[13:03:41] <elukey>	 urandom: o/
[13:04:18] <elukey>	 lemme know if you have time for https://gerrit.wikimedia.org/r/c/operations/puppet/+/1013571, it should be a no-op, but it would unblock all the tests in AQS :)
[13:04:31] <elukey>	 going to update the task with my idea
[14:06:17] <elukey>	 Left a note in https://phabricator.wikimedia.org/T352647#9692816 related to the AQS clients, I am a bit puzzled
[14:32:34] <urandom>	 elukey: glad you pinged, I will look right now!
[14:35:59] <urandom>	 ugh
[14:37:03] <urandom>	 elukey: so are the aqs 2.0 services really using the cassandra-http-gateway chart?  Because they are not cassandra-http-gateway -based (not sure what the consequences of that would be).  /cc hnowlan 
[14:37:34] <hnowlan>	 most of them are using it 
[14:37:39] <urandom>	 how come?
[14:37:44] <hnowlan>	 some of them are using druid-http-gateway
[14:37:54] <hnowlan>	 how do you mean? 
[14:38:34] <urandom>	 again, I don't know the consequences of reusing the chart (other than confusion like this), but they aren't cassandra-http-gateway services
[14:39:26] <hnowlan>	 aren't in what sense? 
[14:40:05] <hnowlan>	 for example https://gerrit.wikimedia.org/r/plugins/gitiles/operations/deployment-charts/+/refs/heads/master/helmfile.d/services/media-analytics/helmfile.yaml#18
[14:40:45] <hnowlan>	 I was under the impression the drop-in config behaviour we get for aqs2 services are exactly what the chart was built for
[14:41:12] <urandom>	 cassandra-http-gateway is a (go) framework for creating a (very limited) http shim on top of a cassandra table: https://gitlab.wikimedia.org/repos/generated-data-platform/cassandra-http-gateway
[14:41:26] <urandom>	 we have exactly one such service, image-suggestions
[14:41:48] <urandom>	 the idea was that others would follow, and that chart was created to bang those out quickly when the time came
[14:42:00] <urandom>	 I thought it came with "other stuff", envoy configuration and whatnot
[14:42:07] <urandom>	 but I don't recall all of the deets
[14:42:49] <urandom>	 if it's useful for other stuff, and can be repurposed to do them as well, then it's at least a misnomer at this point
[14:43:20] <urandom>	 I'm pretty sure it wasn't created with that in mind though
[14:43:33] <hnowlan>	 heh
[14:43:38] <hnowlan>	 I was completely unaware of that leg of the table 
[14:44:09] <hnowlan>	 I even wrote the chart but I had zero idea the name corresponded to another software component
[14:44:57] <urandom>	 oh, this chart was created by you?
[14:45:00] <hnowlan>	 yep
[14:45:03] <urandom>	 what is the other chart called...

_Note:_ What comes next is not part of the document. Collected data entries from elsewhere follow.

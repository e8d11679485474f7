//! Acquisition of the control lines
//!
//! Boards expose their GPIOs through different kernel interfaces. Each of them
//! implements [`DigitalIoBackend`] and is handed to
//! [`PanelHandle::claim`](crate::PanelHandle::claim) when the driver is built.

use core::fmt;
use core::str::FromStr;

use embedded_hal::digital::{InputPin, OutputPin};

use crate::error::TransportError;

/// A GPIO line addressed by its controller and offset
#[derive(Debug, Clone, Copy, PartialEq, Eq, Hash)]
pub struct LineId {
    /// Index of the gpiochip, the bank on Rockchip SoCs
    pub chip: u32,
    /// Line offset inside the chip
    pub offset: u32,
}

impl LineId {
    /// Broadcom numbering, everything lives on gpiochip0
    pub const fn bcm(pin: u32) -> Self {
        LineId {
            chip: 0,
            offset: pin,
        }
    }

    /// Rockchip naming: bank, group letter `A`..`D`, index inside the group
    pub const fn rockchip(bank: u32, group: char, index: u32) -> Self {
        LineId {
            chip: bank,
            offset: (group as u32 - 'A' as u32) * 8 + index,
        }
    }

    /// Parses names like `GPIO1_C6`
    pub fn parse_rockchip(name: &str) -> Option<Self> {
        let rest = name.strip_prefix("GPIO")?;
        let (bank, pin) = rest.split_once('_')?;
        let bank = bank.parse().ok()?;
        let mut chars = pin.chars();
        let group = chars.next().filter(|c| ('A'..='D').contains(c))?;
        let index = chars.as_str().parse().ok().filter(|i| *i < 8)?;
        Some(LineId::rockchip(bank, group, index))
    }

    /// Global number used by the legacy sysfs interface
    pub fn sysfs_number(&self) -> u64 {
        u64::from(self.chip) * 32 + u64::from(self.offset)
    }
}

impl fmt::Display for LineId {
    fn fmt(&self, f: &mut fmt::Formatter<'_>) -> fmt::Result {
        write!(f, "gpiochip{}/line{}", self.chip, self.offset)
    }
}

impl FromStr for LineId {
    type Err = TransportError;

    fn from_str(s: &str) -> Result<Self, Self::Err> {
        if let Some(line) = LineId::parse_rockchip(s) {
            return Ok(line);
        }
        s.parse::<u32>()
            .map(LineId::bcm)
            .map_err(|_| TransportError::claim(s, "not a gpio line name"))
    }
}

/// Hands out the pins the panel needs
///
/// Implementations own whatever kernel resources are required and give back
/// embedded-hal pins. Whether dropping a pin gives its line back depends on the
/// kernel interface: character device lines are released, sysfs lines stay
/// exported.
pub trait DigitalIoBackend {
    /// Pin type for DC and RST
    type Output: OutputPin;
    /// Pin type for BUSY
    type Input: InputPin;

    /// Claims `line` as an output driven to `initial_high`
    fn claim_output(
        &mut self,
        line: &LineId,
        initial_high: bool,
    ) -> Result<Self::Output, TransportError>;

    /// Claims `line` as an input
    fn claim_input(&mut self, line: &LineId) -> Result<Self::Input, TransportError>;
}
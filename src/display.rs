//! Refresh controller
//!
//! [`EinkDisplay`] turns frames into complete refresh cycles: it picks the init
//! sequence, encodes, transmits and keeps the last shown frame for
//! [`reflush`](RefreshController::reflush).
//!
//! A cycle either completes or leaves the driver as it was before the call. If
//! it fails after frame data went out, the panel is reset so the half written
//! RAM is never refreshed onto the glass.

use embedded_hal::{
    delay::DelayNs,
    digital::{InputPin, OutputPin},
    spi::SpiDevice,
};

use crate::backend::DigitalIoBackend;
use crate::config::{Config, PanelPins};
use crate::encoder::{encode_1bit, encode_4gray};
use crate::error::{Error, Result};
use crate::frame::GreyscaleFrame;
use crate::interface::PanelHandle;
use crate::panel::{Panel, PanelState, HEIGHT, SINGLE_BYTE_WRITE, WIDTH};
use crate::traits::{DisplayMode, RefreshController};

/// Driver for the whole panel
pub struct EinkDisplay<SPI, BUSY, DC, RST, DELAY> {
    panel: Panel<SPI, BUSY, DC, RST, DELAY>,
    /// The panel RAM holds a 4 gray image, the next 1-bit update has to clear it first
    in_4gray: bool,
    last_frame: Option<(GreyscaleFrame, DisplayMode)>,
}

impl<SPI, BUSY, DC, RST, DELAY> EinkDisplay<SPI, BUSY, DC, RST, DELAY>
where
    SPI: SpiDevice,
    BUSY: InputPin,
    DC: OutputPin,
    RST: OutputPin,
    DELAY: DelayNs,
{
    /// Creates the driver and initialises the panel in 4 gray mode
    pub fn new(
        spi: SPI,
        busy: BUSY,
        dc: DC,
        rst: RST,
        delay: DELAY,
        config: Config,
    ) -> Result<Self> {
        let interface = PanelHandle::new(spi, busy, dc, rst, delay, &config);
        Self::from_handle(interface)
    }

    /// Same as [`new`](EinkDisplay::new) for an already built handle
    pub fn from_handle(
        interface: PanelHandle<SPI, BUSY, DC, RST, DELAY, SINGLE_BYTE_WRITE>,
    ) -> Result<Self> {
        let mut display = EinkDisplay {
            panel: Panel::new(interface),
            in_4gray: false,
            last_frame: None,
        };
        display.panel.init_4gray()?;
        display.in_4gray = true;
        Ok(display)
    }

    /// The command sequencer underneath
    pub fn panel(&self) -> &Panel<SPI, BUSY, DC, RST, DELAY> {
        &self.panel
    }

    pub fn state(&self) -> PanelState {
        self.panel.state()
    }

    /// Whether the panel still shows a 4 gray image
    pub fn is_4gray(&self) -> bool {
        self.in_4gray
    }

    /// Shows `frame` in 1-bit mode
    ///
    /// Coming from 4 gray mode the panel is re-initialised and cleared once.
    /// Every later update runs the partial init before transmitting.
    pub fn update_1bit(&mut self, frame: &GreyscaleFrame, dither: bool) -> Result<()> {
        check_frame(frame)?;
        log::info!("1-bit update, dithering {}", dither);
        let plane = encode_1bit(frame, dither);

        self.cycle("update_1bit", |display| {
            display.enter_one_bit()?;
            display.panel.pic_display(&plane)
        })?;
        self.last_frame = Some((frame.clone(), DisplayMode::OneBit { dither }));
        Ok(())
    }

    /// Shows `frame` in 4 gray mode and puts the panel to sleep afterwards
    pub fn update_4bit(&mut self, frame: &GreyscaleFrame) -> Result<()> {
        check_frame(frame)?;
        log::info!("4 gray update");
        let plane = encode_4gray(frame);

        self.cycle("update_4bit", |display| {
            // the LUTs change as soon as the init starts
            display.in_4gray = true;
            display.panel.init_4gray()?;
            display.panel.pic_display_4g(&plane)?;
            display.panel.sleep()
        })?;
        self.last_frame = Some((frame.clone(), DisplayMode::FourGray));
        Ok(())
    }

    /// Powers the panel off and puts it into deep sleep
    pub fn sleep(&mut self) -> Result<()> {
        self.cycle("sleep", |display| display.panel.sleep())
    }

    /// Parks the control lines, see [`Panel::deinit`]
    pub fn deinit(&mut self) -> Result<()> {
        self.panel.deinit()
    }

    /// Hands back the transport
    pub fn release(self) -> PanelHandle<SPI, BUSY, DC, RST, DELAY, SINGLE_BYTE_WRITE> {
        self.panel.release()
    }

    /// Brings the panel into a 1-bit configuration for the next transfer
    fn enter_one_bit(&mut self) -> Result<()> {
        if self.in_4gray {
            log::debug!("leaving 4 gray mode");
            self.panel.init_fast()?;
            self.panel.pic_display_clear()?;
            self.in_4gray = false;
        } else if matches!(
            self.panel.state(),
            PanelState::OneBitFast | PanelState::OneBitPartial
        ) {
            self.panel.init_partial()?;
        } else {
            self.panel.init_fast()?;
        }
        Ok(())
    }

    /// Runs `steps` and undoes their effect on the driver if one fails
    ///
    /// The 4 gray flag is only ever rolled back towards forcing a transition.
    fn cycle<F>(&mut self, operation: &'static str, steps: F) -> Result<()>
    where
        F: FnOnce(&mut Self) -> Result<()>,
    {
        let snapshot = self.panel.snapshot();
        let in_4gray = self.in_4gray;

        let result = steps(self);
        if let Err(error) = &result {
            log::warn!("{} failed: {}", operation, error);
            if self.panel.transfer_pending() {
                log::warn!("frame transfer interrupted, resetting the panel");
                if let Err(reset_error) = self.panel.hardware_reset() {
                    log::warn!("reset after failed transfer failed too: {}", reset_error);
                }
            }
            self.panel.restore(snapshot);
            // a 4 gray image that may have reached the glass still needs the transition clear
            self.in_4gray |= in_4gray;
        }
        result
    }
}

impl<SPI, BUSY, OUT, DELAY> EinkDisplay<SPI, BUSY, OUT, OUT, DELAY>
where
    SPI: SpiDevice,
    BUSY: InputPin,
    OUT: OutputPin,
    DELAY: DelayNs,
{
    /// Claims the control lines through `backend` and initialises the panel
    pub fn claim<B>(
        backend: &mut B,
        pins: &PanelPins,
        spi: SPI,
        delay: DELAY,
        config: &Config,
    ) -> Result<Self>
    where
        B: DigitalIoBackend<Input = BUSY, Output = OUT>,
    {
        let interface = PanelHandle::claim(backend, pins, spi, delay, config)?;
        Self::from_handle(interface)
    }
}

impl<SPI, BUSY, DC, RST, DELAY> RefreshController for EinkDisplay<SPI, BUSY, DC, RST, DELAY>
where
    SPI: SpiDevice,
    BUSY: InputPin,
    DC: OutputPin,
    RST: OutputPin,
    DELAY: DelayNs,
{
    fn update(&mut self, frame: &GreyscaleFrame, mode: DisplayMode) -> Result<()> {
        match mode {
            DisplayMode::OneBit { dither } => self.update_1bit(frame, dither),
            DisplayMode::FourGray => self.update_4bit(frame),
        }
    }

    fn clear(&mut self, power_off: bool) -> Result<()> {
        log::info!("clearing panel");
        let white = GreyscaleFrame::filled(WIDTH, HEIGHT, 0xFF);
        let plane = encode_1bit(&white, false);

        self.cycle("clear", |display| {
            display.enter_one_bit()?;
            display.panel.pic_display(&plane)?;
            display.panel.pic_display_clear()?;
            if power_off {
                display.panel.power_off()?;
            }
            Ok(())
        })?;
        self.last_frame = Some((white, DisplayMode::OneBit { dither: false }));
        Ok(())
    }

    fn reflush(&mut self) -> Result<()> {
        let Some((frame, mode)) = self.last_frame.clone() else {
            log::warn!("reflush without a previous frame, nothing to show");
            return Ok(());
        };
        log::debug!("reflush in {:?}", mode);
        self.update(&frame, mode)
    }

    fn last_frame(&self) -> Option<(&GreyscaleFrame, DisplayMode)> {
        self.last_frame.as_ref().map(|(frame, mode)| (frame, *mode))
    }
}

fn check_frame(frame: &GreyscaleFrame) -> Result<()> {
    if frame.dimensions() != (WIDTH, HEIGHT) {
        return Err(Error::FrameSize {
            expected: (WIDTH, HEIGHT),
            actual: frame.dimensions(),
        });
    }
    Ok(())
}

[14:45:14] * urandom goes looking...
[14:46:05] <urandom>	 wmf-stable/cassandra-http-gateway ?
[14:46:53] <urandom>	 so you created this chart for the aqs 2.0 services?
[14:47:07] <urandom>	 I thought j.ayme created the one I'm thinking of
[14:48:18] <hnowlan>	 https://gerrit.wikimedia.org/r/plugins/gitiles/operations/deployment-charts/+/refs/heads/master/charts/cassandra-http-gateway is the one I created
[14:48:40] <hnowlan>	 which was used to roll out image-suggestion
[14:49:24] <urandom>	 oh, so you did write it!
[14:49:27] <urandom>	 the OG chart
[14:50:04] <urandom>	 so what are the distinguishing properties of this chart?
[14:50:28] <urandom>	 what makes it different to other charts, I mean
[14:50:56] <urandom>	 "description: A generic helm chart for cassandra-based HTTP gateway applications"
[15:01:42] <urandom>	 hnowlan: so this was a couple of years ago, I remember a meeting that included (at least) a.kosiaris  and j.ayme about what was being proposed.  They talked about what this would look like vis-a-vis k8s including —as I mentioned— something about an envoy configuration that wouldn't have been warranted for a single service, but since we anticipated more, there was perceived to be a payoff later.
[15:02:18] <urandom>	 there was terminology that I didn't recognize (and that I can't remember), and I asked and got a long-story-short explanation (that I can't remember).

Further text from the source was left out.